* Assigned task
In the records below, some lines contain the word "display". Copy each of them.

Input for this task: Begin

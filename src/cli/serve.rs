use crate::{web, Config, Database};
use anyhow::Result;
use std::path::Path;

pub async fn run(config_path: &Path, host: &str, port: u16) -> Result<()> {
    let config = Config::load(config_path)?;
    let db = Database::open(&config.database.path)?;

    db.migrate()?;

    let addr = format!("{}:{}", host, port);
    tracing::info!("Starting server at http://{}", addr);

    web::serve(config, db, &addr).await?;

    Ok(())
}
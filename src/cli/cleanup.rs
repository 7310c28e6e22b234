use crate::services::reconcile;
use crate::{Config, Database};
use anyhow::Result;
use std::path::Path;

pub fn run(config_path: &Path) -> Result<()> {
    let config = Config::load(config_path)?;
    let db = Database::open(&config.database.path)?;
    db.migrate()?;

    reconcile::cleanup_broken_assets(&db, Path::new(&config.media.root))?;
    Ok(())
}
use crate::services::ingest;
use crate::{Config, Database};
use anyhow::Result;
use std::path::Path;

pub fn run(config_path: &Path, source: &Path, tag: Option<String>) -> Result<()> {
    let config = Config::load(config_path)?;
    let db = Database::open(&config.database.path)?;
    db.migrate()?;

    ingest::ingest_dir(
        &db,
        Path::new(&config.media.root),
        &config.media.processed_dir,
        source,
        tag.as_deref(),
    )?;
    Ok(())
}
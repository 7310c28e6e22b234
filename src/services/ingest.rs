use crate::models::{Locale, MediaKind};
use crate::services::{gallery, media, variants};
use crate::Database;
use anyhow::Result;
use sha2::{Digest, Sha256};
use std::path::Path;
use walkdir::WalkDir;

#[derive(Debug, Default)]
pub struct IngestReport {
    pub imported: usize,
    pub skipped: usize,
}

/// Walk a directory of original photos and turn each into a gallery item:
/// responsive variants written under the processed media dir, a Polish
/// caption derived from the filename, and a tag from the parent folder.
///
/// Slugs that already exist are skipped, so re-running an ingest over the
/// same folder imports nothing new. Unreadable files are logged and
/// skipped rather than aborting the whole run.
pub fn ingest_dir(
    db: &Database,
    media_root: &Path,
    processed_dir: &str,
    source: &Path,
    tag: Option<&str>,
) -> Result<IngestReport> {
    let mut report = IngestReport::default();

    if !source.is_dir() {
        tracing::warn!("Ingest source not found, skipping: {}", source.display());
        return Ok(report);
    }

    let out_dir = media_root.join(processed_dir).join("gallery");
    std::fs::create_dir_all(&out_dir)?;

    for entry in WalkDir::new(source).into_iter().filter_map(|e| e.ok()) {
        let path = entry.path();
        if !path.is_file() || media::classify(path) != Some(MediaKind::Image) {
            continue;
        }

        let stem = path
            .file_stem()
            .and_then(|s| s.to_str())
            .unwrap_or_default();
        let item_slug = slug::slugify(stem);
        if item_slug.is_empty() {
            continue;
        }

        if gallery::item_id_by_slug(db, &item_slug)?.is_some() {
            tracing::info!("Skipping existing item: {}", item_slug);
            report.skipped += 1;
            continue;
        }

        let data = match std::fs::read(path) {
            Ok(data) => data,
            Err(e) => {
                tracing::warn!("Failed to read {}: {}", path.display(), e);
                report.skipped += 1;
                continue;
            }
        };

        let set = match variants::generate_variants(&data) {
            Ok(set) => set,
            Err(e) => {
                tracing::warn!("Failed to process {}: {}", path.display(), e);
                report.skipped += 1;
                continue;
            }
        };

        // Content hash in the filename makes the URL safe for immutable
        // edge caching: a changed source produces a new URL.
        let digest = hex::encode(Sha256::digest(&data));
        let fingerprint = &digest[..8];

        let item_id = gallery::create_item(
            db,
            &item_slug,
            set.width as i64,
            set.height as i64,
            &set.blur_data,
        )?;

        for file in &set.files {
            let filename = format!(
                "{}-{}w-{}.{}",
                item_slug,
                file.width,
                fingerprint,
                file.format.extension()
            );
            std::fs::write(out_dir.join(&filename), &file.data)?;

            let rel_path = format!("{}/gallery/{}", processed_dir, filename);
            let url = format!("/media/{}", rel_path);
            gallery::add_asset(
                db,
                item_id,
                file.format,
                file.width as i64,
                &rel_path,
                &url,
            )?;
        }

        gallery::set_i18n(db, item_id, Locale::Pl, &item_slug.replace('-', " "), "")?;

        let folder_tag = tag.map(String::from).or_else(|| {
            path.parent()
                .filter(|p| *p != source)
                .and_then(|p| p.file_name())
                .and_then(|n| n.to_str())
                .map(slug::slugify)
        });
        if let Some(tag_slug) = folder_tag.filter(|t| !t.is_empty()) {
            let tag_id = gallery::ensure_tag(db, &tag_slug)?;
            gallery::tag_item(db, item_id, tag_id)?;
        }

        tracing::info!("Ingested {} ({} variants)", item_slug, set.files.len());
        report.imported += 1;
    }

    tracing::info!(
        "Ingest complete: {} imported, {} skipped",
        report.imported,
        report.skipped
    );
    Ok(report)
}
mod cache;
mod error;
mod handlers;
mod routes;
mod state;

pub use cache::policy_for_path;
pub use state::AppState;

use crate::{Config, Database};
use anyhow::Result;
use axum::middleware;
use axum::Router;
use std::sync::Arc;
use tokio::net::TcpListener;
use tower_http::compression::CompressionLayer;
use tower_http::services::ServeDir;
use tower_http::trace::TraceLayer;

pub async fn serve(config: Config, db: Database, addr: &str) -> Result<()> {
    let state = Arc::new(AppState::new(config, db));

    let app = Router::new()
        .merge(routes::api_routes())
        .nest_service("/media", ServeDir::new(&state.media_root))
        .layer(middleware::from_fn_with_state(
            state.clone(),
            cache::apply_cache_policy,
        ))
        .layer(CompressionLayer::new())
        .layer(TraceLayer::new_for_http())
        .with_state(state);

    let listener = TcpListener::bind(addr).await?;
    axum::serve(listener, app).await?;

    Ok(())
}
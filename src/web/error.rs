use axum::http::StatusCode;
use axum::response::{IntoResponse, Json, Response};

pub struct AppError(anyhow::Error);

impl IntoResponse for AppError {
    fn into_response(self) -> Response {
        tracing::error!("Application error: {:?}", self.0);
        (
            StatusCode::INTERNAL_SERVER_ERROR,
            Json(serde_json::json!({"error": "Internal server error"})),
        )
            .into_response()
    }
}

impl<E> From<E> for AppError
where
    E: Into<anyhow::Error>,
{
    fn from(err: E) -> Self {
        Self(err.into())
    }
}

pub type AppResult<T> = Result<T, AppError>;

Input for this task: End

* Written reply
        tracing::warn!("Ingest source not found, skipping: {}", source.display());
                tracing::warn!("Failed to read {}: {}", path.display(), e);
                tracing::warn!("Failed to process {}: {}", path.display(), e);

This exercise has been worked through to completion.